Your objective -
Search the entries below for the word "decision" and copy each line that has it.

Materials provided Block Start

impl Dd {
    /// The empty family: no sets at all.
    pub fn zdd_empty(&self) -> Ref {
        self.zero()
    }

    /// The base family `{∅}`: exactly the empty set.
    pub fn zdd_base(&self) -> Ref {
        self.one()
    }

    /// The family containing exactly one set: `{{vars}}`.
    ///
    /// # Panics
    ///
    /// Panics if any variable is outside `1..=num_vars()`.
    pub fn zdd_singleton(&self, vars: &[u32]) -> Ref {
        let mut levels: Vec<Level> = vars.iter().map(|&v| self.level_of(self.check_var(v))).collect();
        levels.sort();
        levels.dedup();

        // Fold bottom-up: deepest level first.
        let mut current = self.one();
        for &level in levels.iter().rev() {
            current = self.zdd_mk_node(level, self.zero(), current);
        }
        current
    }

    /// The power set `2^{vars}`: every subset of the given variables.
    pub fn zdd_powerset(&self, vars: &[u32]) -> Ref {
        let mut levels: Vec<Level> = vars.iter().map(|&v| self.level_of(self.check_var(v))).collect();
        levels.sort();
        levels.dedup();

        let mut current = self.one();
        for &level in levels.iter().rev() {
            current = self.zdd_mk_node(level, current, current);
        }
        current
    }

    /// Both ZDD cofactors of `f` at `level`: `(low, high)`. A handle whose
    /// node sits strictly below `level` has skipped the variable, which is
    /// implicitly absent: the high cofactor is the empty family.
    fn zdd_top_cofactors(&self, f: Ref, level: Level) -> (Ref, Ref) {
        if self.node_level(f) == level {
            let node = self.node(f.index());
            (node.low, node.high)
        } else {
            (f, self.zero())
        }
    }

    /// Union of two families: sets in either.
    pub fn zdd_union(&self, f: Ref, g: Ref) -> Ref {
        debug!("zdd_union(f = {}, g = {})", f, g);

        if self.is_zero(f) {
            return g;
        }
        if self.is_zero(g) || f == g {
            return f;
        }

        let key = OpKey::commutative(Op::ZddUnion, f, g);
        if let Some(res) = self.cache_get(&key) {
            return res;
        }

        let top = self.node_level(f).min(self.node_level(g));
        let (e_f, t_f) = self.zdd_top_cofactors(f, top);
        let (e_g, t_g) = self.zdd_top_cofactors(g, top);

        let low = self.zdd_union(e_f, e_g);
        let high = self.zdd_union(t_f, t_g);
        let res = self.zdd_mk_node(top, low, high);

        self.cache_insert(key, res);
        res
    }

    /// Intersection of two families: sets in both.
    pub fn zdd_intersection(&self, f: Ref, g: Ref) -> Ref {
        debug!("zdd_intersection(f = {}, g = {})", f, g);

        if self.is_zero(f) || self.is_zero(g) {
            return self.zero();
        }
        if f == g {
            return f;
        }

        let key = OpKey::commutative(Op::ZddIntersect, f, g);
        if let Some(res) = self.cache_get(&key) {
            return res;
        }

        let top = self.node_level(f).min(self.node_level(g));
        let (e_f, t_f) = self.zdd_top_cofactors(f, top);
        let (e_g, t_g) = self.zdd_top_cofactors(g, top);

        let low = self.zdd_intersection(e_f, e_g);
        let high = self.zdd_intersection(t_f, t_g);
        let res = self.zdd_mk_node(top, low, high);

        self.cache_insert(key, res);
        res
    }

    /// Difference of two families: sets in `f` but not in `g`.
    pub fn zdd_difference(&self, f: Ref, g: Ref) -> Ref {
        debug!("zdd_difference(f = {}, g = {})", f, g);

        if self.is_zero(f) || f == g {
            return self.zero();
        }
        if self.is_zero(g) {
            return f;
        }

        let key = OpKey::binary(Op::ZddDiff, f, g);
        if let Some(res) = self.cache_get(&key) {
            return res;
        }

        let top = self.node_level(f).min(self.node_level(g));
        let (e_f, t_f) = self.zdd_top_cofactors(f, top);
        let (e_g, t_g) = self.zdd_top_cofactors(g, top);

        let low = self.zdd_difference(e_f, e_g);
        let high = self.zdd_difference(t_f, t_g);
        let res = self.zdd_mk_node(top, low, high);

        self.cache_insert(key, res);
        res
    }

    /// Join (product) of two families: `{S ∪ T | S ∈ F, T ∈ G}`.
    pub fn zdd_join(&self, f: Ref, g: Ref) -> Ref {
        if self.is_zero(f) || self.is_zero(g) {
            return self.zero();
        }
        if self.is_one(f) {
            return g;
        }
        if self.is_one(g) {
            return f;
        }

        let key = OpKey::commutative(Op::ZddJoin, f, g);
        if let Some(res) = self.cache_get(&key) {
            return res;
        }

        let f_level = self.node_level(f);
        let g_level = self.node_level(g);
        let top = f_level.min(g_level);

        let res = if f_level == g_level {
            let f_node = self.node(f.index());
            let g_node = self.node(g.index());

            // The top variable joins in when either side carries it.
            let low = self.zdd_join(f_node.low, g_node.low);
            let hi_lo = self.zdd_join(f_node.high, g_node.low);
            let lo_hi = self.zdd_join(f_node.low, g_node.high);
            let hi_hi = self.zdd_join(f_node.high, g_node.high);
            let high = self.zdd_union(hi_lo, self.zdd_union(lo_hi, hi_hi));

            self.zdd_mk_node(top, low, high)
        } else {
            // Only one operand branches at the top level.
            let (upper, other) = if f_level < g_level { (f, g) } else { (g, f) };
            let node = self.node(upper.index());
            let low = self.zdd_join(node.low, other);
            let high = self.zdd_join(node.high, other);
            self.zdd_mk_node(top, low, high)
        };

        self.cache_insert(key, res);
        res
    }

    /// The sets of `f` that omit variable `i`, unchanged.
    ///
    /// A variable above `f`'s support is absent from every set, so the
    /// whole family qualifies.
    ///
    /// # Panics
    ///
    /// Panics if `i` is outside `1..=num_vars()`.
    pub fn zdd_subset0(&self, f: Ref, i: u32) -> Ref {
        let var = self.check_var(i);
        self.zdd_subset0_rec(f, self.level_of(var))
    }

    fn zdd_subset0_rec(&self, f: Ref, level: Level) -> Ref {
        let f_level = self.node_level(f);
        if f_level > level {
            return f;
        }
        let node = self.node(f.index());
        if f_level == level {
            return node.low;
        }

        let key = OpKey::with_word(Op::ZddSubset0, f, level.index() as u64);
        if let Some(res) = self.cache_get(&key) {
            return res;
        }

        let low = self.zdd_subset0_rec(node.low, level);
        let high = self.zdd_subset0_rec(node.high, level);
        let res = self.zdd_mk_node(f_level, low, high);

        self.cache_insert(key, res);
        res
    }

    /// The sets of `f` that contain variable `i`, each with `i` removed.
    ///
    /// A variable above `f`'s support is in no set: the result is empty.
    ///
    /// # Panics
    ///
    /// Panics if `i` is outside `1..=num_vars()`.
    pub fn zdd_subset1(&self, f: Ref, i: u32) -> Ref {
        let var = self.check_var(i);
        self.zdd_subset1_rec(f, self.level_of(var))
    }

    fn zdd_subset1_rec(&self, f: Ref, level: Level) -> Ref {
        let f_level = self.node_level(f);
        if f_level > level {
            return self.zero();
        }
        let node = self.node(f.index());
        if f_level == level {
            return node.high;
        }

        let key = OpKey::with_word(Op::ZddSubset1, f, level.index() as u64);
        if let Some(res) = self.cache_get(&key) {
            return res;
        }

        let low = self.zdd_subset1_rec(node.low, level);
        let high = self.zdd_subset1_rec(node.high, level);
        let res = self.zdd_mk_node(f_level, low, high);

        self.cache_insert(key, res);
        res
    }

    /// Toggles membership of variable `i` in every set of `f`.
    ///
    /// # Panics
    ///
    /// Panics if `i` is outside `1..=num_vars()`.
    pub fn zdd_change(&self, f: Ref, i: u32) -> Ref {
        let var = self.check_var(i);
        self.zdd_change_rec(f, self.level_of(var))
    }

    fn zdd_change_rec(&self, f: Ref, level: Level) -> Ref {
        if self.is_zero(f) {
            return self.zero();
        }
        let f_level = self.node_level(f);
        if f_level > level {
            // The variable was absent everywhere; now it is present
            // everywhere.
            return self.zdd_mk_node(level, self.zero(), f);
        }
        let node = self.node(f.index());
        if f_level == level {
            return self.zdd_mk_node(level, node.high, node.low);
        }

        let key = OpKey::with_word(Op::ZddChange, f, level.index() as u64);
        if let Some(res) = self.cache_get(&key) {
            return res;
        }

        let low = self.zdd_change_rec(node.low, level);
        let high = self.zdd_change_rec(node.high, level);
        let res = self.zdd_mk_node(f_level, low, high);

        self.cache_insert(key, res);
        res
    }

    /// Number of sets in the family, exactly.
    pub fn zdd_count(&self, f: Ref) -> BigUint {
        let mut memo = HashMap::new();
        self.zdd_count_rec(f, &mut memo)
    }

    fn zdd_count_rec(&self, f: Ref, memo: &mut HashMap<Ref, BigUint>) -> BigUint {
        if self.is_zero(f) {
            return BigUint::zero();
        }
        if self.is_one(f) {
            return BigUint::one();
        }
        if let Some(count) = memo.get(&f) {
            return count.clone();
        }

        let node = self.node(f.index());
        let count = self.zdd_count_rec(node.low, memo) + self.zdd_count_rec(node.high, memo);

        memo.insert(f, count.clone());
        count
    }

    /// Builds the family containing exactly the given sets.
    pub fn zdd_from_sets(&self, sets: &[Vec<u32>]) -> Ref {
        let mut result = self.zero();
        for set in sets {
            let single = self.zdd_singleton(set);
            result = self.zdd_union(result, single);
        }
        result
    }

    /// Iterates over the sets of the family, each as a sorted `Vec<u32>` of
    /// variable IDs. Enumeration follows the else child before the then
    /// child at every node.
    ///
    /// The number of sets can be exponential in the diagram size.
    pub fn zdd_to_sets(&self, f: Ref) -> ZddSets<'_> {
        ZddSets {
            dd: self,
            stack: vec![(f, Vec::new())],
        }
    }
}
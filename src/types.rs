//! Type-safe wrappers for decision-diagram variables and levels.
//!
//! This module provides newtype wrappers that enforce compile-time distinction
//! between variable IDs and level indices, preventing common mistakes in
//! manager code that must consult the variable ordering.

use std::fmt;

/// A variable identifier (1-indexed).
///
/// Variables represent decision points in a diagram. Unlike levels, variable
/// IDs are names: they do not change when the ordering changes.
///
/// # Invariants
///
/// - Variable IDs must be >= 1 (0 is reserved)
/// - [`Var::TERMINAL`] marks terminal nodes and is never a real variable
#[derive(Debug, Copy, Clone, Eq, PartialEq, Ord, PartialOrd, Hash)]
pub struct Var(u32);

impl Var {
    /// Sentinel variable carried by terminal nodes.
    pub const TERMINAL: Self = Var(u32::MAX);

    /// Creates a new variable with the given ID.
    ///
    /// # Panics
    ///
    /// Panics if `id == 0`. Variables must be 1-indexed.
    pub fn new(id: u32) -> Self {
        assert_ne!(id, 0, "Variable IDs must be >= 1");
        Var(id)
    }

    /// Returns the raw variable ID as a `u32`.
    pub fn id(self) -> u32 {
        self.0
    }

    /// Returns true for the terminal sentinel.
    pub fn is_terminal(self) -> bool {
        self == Self::TERMINAL
    }
}

impl fmt::Display for Var {
    fn fmt(&self, f: &mut fmt::Formatter<'_>) -> fmt::Result {
        if self.is_terminal() {
            write!(f, "<terminal>")
        } else {
            write!(f, "x{}", self.0)
        }
    }
}

impl From<Var> for u32 {
    fn from(var: Var) -> Self {
        var.0
    }
}

impl From<u32> for Var {
    fn from(id: u32) -> Self {
        Var::new(id)
    }
}

/// A level in the variable ordering (0-indexed).
///
/// Levels are positions: level 0 is the topmost (closest to the roots), and
/// levels increase downward toward the terminals. Terminal nodes sit below
/// every level, at [`Level::TERMINAL`].
///
/// # Invariants
///
/// - Every internal node's children have strictly greater levels
/// - The level of a variable is found through the manager's ordering arrays,
///   never assumed equal to `var.id() - 1`
#[derive(Debug, Copy, Clone, Eq, PartialEq, Ord, PartialOrd, Hash)]
pub struct Level(u32);

impl Level {
    /// The level of terminal nodes: below every variable level.
    pub const TERMINAL: Self = Level(u32::MAX);

    /// Creates a new level with the given index.
    pub fn new(index: u32) -> Self {
        Level(index)
    }

    /// Returns the raw level index as a `usize`.
    pub fn index(self) -> usize {
        self.0 as usize
    }

    /// Returns true for the terminal pseudo-level.
    pub fn is_terminal(self) -> bool {
        self == Self::TERMINAL
    }
}

impl fmt::Display for Level {
    fn fmt(&self, f: &mut fmt::Formatter<'_>) -> fmt::Result {
        if self.is_terminal() {
            write!(f, "L<terminal>")
        } else {
            write!(f, "L{}", self.0)
        }
    }
}

impl From<Level> for usize {
    fn from(level: Level) -> Self {
        level.index()
    }
}

#[cfg(test)]
mod tests {
    use super::*;

    #[test]
    fn test_var_creation() {
        let v1 = Var::new(1);
        let v2 = Var::new(2);
        assert_eq!(v1.id(), 1);
        assert_eq!(v2.id(), 2);
        assert!(v1 < v2);
        assert!(!v1.is_terminal());
    }

    #[test]
    #[should_panic(expected = "Variable IDs must be >= 1")]
    fn test_var_zero_panics() {
        Var::new(0);
    }

    #[test]
    fn test_terminal_sentinels() {
        assert!(Var::TERMINAL.is_terminal());
        assert!(Level::TERMINAL.is_terminal());
        // Terminals order below every real level.
        assert!(Level::new(0) < Level::TERMINAL);
        assert!(Level::new(1_000_000) < Level::TERMINAL);
    }

    #[test]
    fn test_level_ordering() {
        let l0 = Level::new(0);
        let l1 = Level::new(1);
        assert_eq!(l0.index(), 0);
        assert!(l0 < l1);
    }
}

Materials provided Block End

Output of the task -
//! Type-safe wrappers for decision-diagram variables and levels.
/// Variables represent decision points in a diagram. Unlike levels, variable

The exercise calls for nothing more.